* Task *
Copy exactly, and copy only, the lines from the one bearing "WHERE job_id = $1" through the final line of the records.
________________
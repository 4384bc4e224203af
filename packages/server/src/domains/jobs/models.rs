//! Job and job-result records.
//!
//! The status machine: `pending -> claimed` (claim), `claimed ->
//! completed` (result ingestion), `claimed -> pending` (opt-out
//! release), `pending -> rejected` (failed preflight), `claimed ->
//! aborted` (guardrail violation). `completed`, `rejected` and
//! `aborted` are terminal.

use chrono::{DateTime, Utc};
use serde::{Deserialize, Serialize};
use serde_json::Value;
use sqlx::{PgExecutor, PgPool};
use uuid::Uuid;

use crawl_guard::reason::ReasonCode;

use crate::common::error::ApiError;

#[derive(Debug, Clone, Copy, PartialEq, Eq, Serialize, Deserialize, sqlx::Type)]
#[sqlx(type_name = "job_status", rename_all = "snake_case")]
#[serde(rename_all = "snake_case")]
pub enum JobStatus {
    Pending,
    Claimed,
    Completed,
    Aborted,
    Rejected,
}

impl JobStatus {
    /// Whether any further transition is defined out of this state
    pub fn is_terminal(&self) -> bool {
        matches!(
            self,
            JobStatus::Completed | JobStatus::Aborted | JobStatus::Rejected
        )
    }
}

/// A unit of work in the shared queue
#[derive(Debug, Clone, sqlx::FromRow)]
pub struct Job {
    pub id: Uuid,
    pub job_type: String,
    /// Opaque to the queue; only the executing node interprets it
    pub payload: Value,
    pub status: JobStatus,
    pub claimed_by_node_id: Option<Uuid>,
    pub claimed_at: Option<DateTime<Utc>>,
    pub completed_at: Option<DateTime<Utc>>,
    pub failure_code: Option<String>,
    pub failure_detail: Option<String>,
    pub target_url: Option<String>,
    pub max_depth: Option<i32>,
    pub max_pages: Option<i32>,
    pub created_at: DateTime<Utc>,
}

/// What a submitter provides; the scheduler decides admission.
#[derive(Debug, Clone, Deserialize)]
pub struct JobSubmission {
    pub job_type: String,
    pub payload: Value,
    pub target_url: Option<String>,
    pub max_depth: Option<i32>,
    pub max_pages: Option<i32>,
}

/// The slice of a job handed to a claiming node
#[derive(Debug, Clone, Serialize)]
pub struct JobView {
    pub job_id: Uuid,
    #[serde(rename = "type")]
    pub job_type: String,
    pub data: Value,
}

impl From<Job> for JobView {
    fn from(job: Job) -> Self {
        Self {
            job_id: job.id,
            job_type: job.job_type,
            data: job.payload,
        }
    }
}

impl Job {
    /// Build a job from a submission in the given admission state.
    pub fn from_submission(id: Uuid, submission: JobSubmission, status: JobStatus) -> Self {
        Self {
            id,
            job_type: submission.job_type,
            payload: submission.payload,
            status,
            claimed_by_node_id: None,
            claimed_at: None,
            completed_at: None,
            failure_code: None,
            failure_detail: None,
            target_url: submission.target_url,
            max_depth: submission.max_depth,
            max_pages: submission.max_pages,
            created_at: Utc::now(),
        }
    }

    pub async fn insert<'e>(&self, executor: impl PgExecutor<'e>) -> Result<(), ApiError> {
        sqlx::query(
            r#"
            INSERT INTO jobs (
                id, job_type, payload, status, claimed_by_node_id, claimed_at,
                completed_at, failure_code, failure_detail, target_url,
                max_depth, max_pages, created_at
            )
            VALUES ($1, $2, $3, $4, $5, $6, $7, $8, $9, $10, $11, $12, $13)
            "#,
        )
        .bind(self.id)
        .bind(&self.job_type)
        .bind(&self.payload)
        .bind(self.status)
        .bind(self.claimed_by_node_id)
        .bind(self.claimed_at)
        .bind(self.completed_at)
        .bind(&self.failure_code)
        .bind(&self.failure_detail)
        .bind(&self.target_url)
        .bind(self.max_depth)
        .bind(self.max_pages)
        .bind(self.created_at)
        .execute(executor)
        .await?;

        Ok(())
    }

    pub async fn find_by_id(id: Uuid, pool: &PgPool) -> Result<Option<Self>, ApiError> {
        let job = sqlx::query_as::<_, Self>(
            r#"
            SELECT id, job_type, payload, status, claimed_by_node_id, claimed_at,
                   completed_at, failure_code, failure_detail, target_url,
                   max_depth, max_pages, created_at
            FROM jobs
            WHERE id = $1
            "#,
        )
        .bind(id)
        .fetch_optional(pool)
        .await?;

        Ok(job)
    }

    /// Whether the node currently holds a claimed job.
    pub async fn node_has_active_claim(node_id: Uuid, pool: &PgPool) -> Result<bool, ApiError> {
        let exists = sqlx::query_scalar::<_, bool>(
            r#"
            SELECT EXISTS (
                SELECT 1 FROM jobs
                WHERE claimed_by_node_id = $1 AND status = 'claimed'
            )
            "#,
        )
        .bind(node_id)
        .fetch_one(pool)
        .await?;

        Ok(exists)
    }

    /// Atomically claim the oldest pending job for a node.
    ///
    /// Single indivisible read-modify-write: `FOR UPDATE SKIP LOCKED`
    /// skips rows another claimer holds, so contention degrades
    /// gracefully instead of serializing all claimers. `None` means the
    /// queue is empty right now.
    ///
    /// Two racing claims from the same node can both pass the
    /// application-level gate; the loser trips the one-claim-per-node
    /// unique index here and is reported as a conflict, not a server
    /// error.
    pub async fn claim_next(node_id: Uuid, pool: &PgPool) -> Result<Option<Self>, ApiError> {
        let result = sqlx::query_as::<_, Self>(
            r#"
            UPDATE jobs
            SET status = 'claimed',
                claimed_by_node_id = $1,
                claimed_at = NOW()
            WHERE id = (
                SELECT id FROM jobs
                WHERE status = 'pending'
                ORDER BY created_at
                LIMIT 1
                FOR UPDATE SKIP LOCKED
            )
            RETURNING id, job_type, payload, status, claimed_by_node_id, claimed_at,
                      completed_at, failure_code, failure_detail, target_url,
                      max_depth, max_pages, created_at
            "#,
        )
        .bind(node_id)
        .fetch_optional(pool)
        .await;

        match result {
            Ok(job) => Ok(job),
            Err(sqlx::Error::Database(db))
                if db.constraint() == Some("idx_jobs_one_claim_per_node") =>
            {
                Err(ApiError::Conflict(
                    "node already has an active job".to_string(),
                ))
            }
            Err(error) => Err(error.into()),
        }
    }

    /// Transition a claimed job to `aborted` with the violation recorded.
    ///
    /// The claimant is cleared with the transition, which also frees the
    /// node's claim slot.
    pub async fn abort(
        id: Uuid,
        code: ReasonCode,
        detail: &str,
        pool: &PgPool,
    ) -> Result<bool, ApiError> {
        let result = sqlx::query(
            r#"
            UPDATE jobs
            SET status = 'aborted',
                failure_code = $1,
                failure_detail = $2,
                claimed_by_node_id = NULL
            WHERE id = $3 AND status = 'claimed'
            "#,
        )
        .bind(code.as_str())
        .bind(detail)
        .bind(id)
        .execute(pool)
        .await?;

        Ok(result.rows_affected() > 0)
    }

    /// Return every job the node holds to the claimable pool.
    ///
    /// Runs inside the opt-out transaction; must never be called on its
    /// own connection outside it.
    pub async fn release_all_for_node<'e>(
        node_id: Uuid,
        executor: impl PgExecutor<'e>,
    ) -> Result<u64, ApiError> {
        let result = sqlx::query(
            r#"
            UPDATE jobs
            SET status = 'pending', claimed_by_node_id = NULL, claimed_at = NULL
            WHERE claimed_by_node_id = $1 AND status = 'claimed'
            "#,
        )
        .bind(node_id)
        .execute(executor)
        .await?;

        Ok(result.rows_affected())
    }
}

/// The verified output of a completed job. Written exactly once.
#[derive(Debug, Clone, sqlx::FromRow)]
pub struct JobResult {
    pub id: Uuid,
    pub job_id: Uuid,
    pub node_id: Uuid,
    pub result_json: Value,
    pub result_checksum: String,
    pub status: String,
    pub created_at: DateTime<Utc>,
}

impl JobResult {
    pub fn new(job_id: Uuid, node_id: Uuid, result_json: Value, result_checksum: String) -> Self {
        Self {
            id: Uuid::new_v4(),
            job_id,
            node_id,
            result_json,
            result_checksum,
            status: "submitted".to_string(),
            created_at: Utc::now(),
        }
    }

    pub async fn insert<'e>(&self, executor: impl PgExecutor<'e>) -> Result<(), ApiError> {
        sqlx::query(
            r#"
            INSERT INTO job_results (id, job_id, node_id, result_json, result_checksum, status, created_at)
            VALUES ($1, $2, $3, $4, $5, $6, $7)
            "#,
        )
        .bind(self.id)
        .bind(self.job_id)
        .bind(self.node_id)
        .bind(&self.result_json)
        .bind(&self.result_checksum)
        .bind(&self.status)
        .bind(self.created_at)
        .execute(executor)
        .await?;

        Ok(())
    }

    pub async fn find_by_job_id(job_id: Uuid, pool: &PgPool) -> Result<Option<Self>, ApiError> {
        let result = sqlx::query_as::<_, Self>(
            r#"
            SELECT id, job_id, node_id, result_json, result_checksum, status, created_at
            FROM job_results
            WHERE job_id = $1
            "#,
        )
        .bind(job_id)
        .fetch_optional(pool)
        .await?;

        Ok(result)
    }
}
________________
* Response below *
            WHERE job_id = $1
            "#,
        )
        .bind(job_id)
        .fetch_optional(pool)
        .await?;

        Ok(result)
    }
}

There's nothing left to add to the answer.